In any case, when you reach line 35, j1 still points to the element you needed to move to the right of the pivot but couldn’t because a swap was not possible, and kp points to the location on the left of the pivot, which contains an element with a key less than the pivot’s (kp doesn’t coincide with k_pivot because in the last iteration of the while loop, just before you exit it, the assignment made in line 32 is not executed).

In lines 36 to 38, you make a three-way swap: set the array element of the pivot to the element in j1 that needs to be moved to the right; set the j1 element to point to the element on the left of the pivot (which has a key less than the pivot’s); and, finally, write the pivot’s address one position to the left of where it was before the swap. And, obviously, in line 39, you update k_pivot.

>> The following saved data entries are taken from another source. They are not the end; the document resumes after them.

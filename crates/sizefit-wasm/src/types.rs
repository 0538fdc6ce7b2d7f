//! WASM-compatible wrapper for the compression result.

use sizefit_core::EncodedArtifact;
use wasm_bindgen::prelude::*;

/// An encoded image plus the parameters that produced it.
///
/// The bytes live in WASM memory; the `bytes` getter copies them into a
/// JavaScript `Uint8Array`.
#[wasm_bindgen]
pub struct JsEncodedArtifact {
    bytes: Vec<u8>,
    quality: f64,
    width: u32,
    height: u32,
}

#[wasm_bindgen]
impl JsEncodedArtifact {
    /// Encoded bytes (copied on every access)
    #[wasm_bindgen(getter)]
    pub fn bytes(&self) -> Vec<u8> {
        self.bytes.clone()
    }

    /// Encoded size in bytes
    #[wasm_bindgen(getter)]
    pub fn size(&self) -> usize {
        self.bytes.len()
    }

    /// Quality the artifact was encoded at (0.0 to 1.0)
    #[wasm_bindgen(getter)]
    pub fn quality(&self) -> f64 {
        self.quality
    }

    /// Output width in pixels
    #[wasm_bindgen(getter)]
    pub fn width(&self) -> u32 {
        self.width
    }

    /// Output height in pixels
    #[wasm_bindgen(getter)]
    pub fn height(&self) -> u32 {
        self.height
    }
}

impl From<EncodedArtifact> for JsEncodedArtifact {
    fn from(artifact: EncodedArtifact) -> Self {
        let quality = artifact.quality_used();
        let (width, height) = (artifact.width_used(), artifact.height_used());
        Self {
            bytes: artifact.into_bytes(),
            quality,
            width,
            height,
        }
    }
}

#[cfg(test)]
mod tests {
    use super::*;

    #[test]
    fn test_from_artifact() {
        let artifact = EncodedArtifact::new(vec![1, 2, 3], 0.8, 1080, 720);
        let js = JsEncodedArtifact::from(artifact);

        assert_eq!(js.bytes(), vec![1, 2, 3]);
        assert_eq!(js.size(), 3);
        assert_eq!(js.quality(), 0.8);
        assert_eq!((js.width(), js.height()), (1080, 720));
    }
}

So, after the three-way swap, kp and k_pivot point to the same location and j1 points to an element that is correctly located on the left of the pivot. But who’s to say that among the elements between j1 and kp (both excluded), there are no additional elements that should be moved to the right of the pivot?

To handle the situation, you repeat in line 43 the statement of line 14. That is, you move j1 to the right as long as it points to nodes that have keys less than the pivot’s. If, when you exit the tight loop in line 41, i1 is positive, it means that there is at least one element that should be moved to the right. As a result, the do condition in line 48 is satisfied and execution returns to line 26. Note that you don’t need to go back to the beginning of the big do loop that starts in line 12 because you already know that there are no elements on the right of the pivot that could be used for a swap.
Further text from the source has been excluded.